(Stored data)
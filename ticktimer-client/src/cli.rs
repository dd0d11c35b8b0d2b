use std::path::PathBuf;

use clap::{Args, Parser, Subcommand};

use crate::config::ToneKind;

const HELP_EPILOG: &str = r#"Config resolution order:
  1) --config/-c PATH
  2) $TICKTIMER_CONFIG
  3) XDG default: ~/.config/ticktimer/timer.yaml (defaults are used if missing)

Console commands while running:
  start | pause | reset | set H M S | set HH:MM:SS | preset NAME
  alarm on|off | status | presets | help | quit
"#;

#[derive(Debug, Parser)]
#[command(
    name = "ticktimer",
    version,
    about = "Countdown timer with an audible alarm",
    long_about = None,
    after_long_help = HELP_EPILOG,
)]
pub struct Cli {
    /// Path to YAML config file
    #[arg(short, long, global = true)]
    pub config: Option<PathBuf>,
    /// Optional subcommand. Without one, runs the interactive timer.
    #[command(subcommand)]
    pub command: Option<Command>,
}

#[derive(Debug, Subcommand)]
pub enum Command {
    /// Run the interactive console timer
    Run(RunArgs),
    /// List the configured presets
    Presets,
    /// Play the alarm pattern once and exit
    Beep {
        /// Tone backend to use instead of the configured one
        #[arg(long, value_enum)]
        backend: Option<ToneKind>,
    },
    /// Write a config file with default values
    InitConfig {
        /// Overwrite an existing file
        #[arg(long)]
        force: bool,
    },
}

#[derive(Debug, Default, Clone, Args)]
pub struct RunArgs {
    /// Initial hours (0-23)
    #[arg(long, conflicts_with = "preset")]
    pub hours: Option<u32>,
    /// Initial minutes (0-59)
    #[arg(long, conflicts_with = "preset")]
    pub minutes: Option<u32>,
    /// Initial seconds (0-59)
    #[arg(long, conflicts_with = "preset")]
    pub seconds: Option<u32>,
    /// Initial duration from a preset label, e.g. "5 min"
    #[arg(long)]
    pub preset: Option<String>,
    /// Start with the alarm sound turned off
    #[arg(long)]
    pub no_alarm: bool,
    /// Start counting down right away
    #[arg(long)]
    pub start: bool,
}

impl RunArgs {
    /// Explicit `--hours/--minutes/--seconds`, with missing fields as zero.
    pub fn initial_hms(&self) -> Option<(u32, u32, u32)> {
        if self.hours.is_none() && self.minutes.is_none() && self.seconds.is_none() {
            return None;
        }
        Some((
            self.hours.unwrap_or(0),
            self.minutes.unwrap_or(0),
            self.seconds.unwrap_or(0),
        ))
    }
}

**Exercise**
Nothing but the lines from the start of the data above through the line with "#[arg(short, long, global = true)]" should appear in your answer, copied exactly.

**Answer space**
filename ticktimer-client/src/cli.rs
repository dd0d11c35b8b0d2b
use std::path::PathBuf;

use clap::{Args, Parser, Subcommand};

use crate::config::ToneKind;

const HELP_EPILOG: &str = r#"Config resolution order:
  1) --config/-c PATH
  2) $TICKTIMER_CONFIG
  3) XDG default: ~/.config/ticktimer/timer.yaml (defaults are used if missing)

Console commands while running:
  start | pause | reset | set H M S | set HH:MM:SS | preset NAME
  alarm on|off | status | presets | help | quit
"#;

#[derive(Debug, Parser)]
#[command(
    name = "ticktimer",
    version,
    about = "Countdown timer with an audible alarm",
    long_about = None,
    after_long_help = HELP_EPILOG,
)]
pub struct Cli {
    /// Path to YAML config file
    #[arg(short, long, global = true)]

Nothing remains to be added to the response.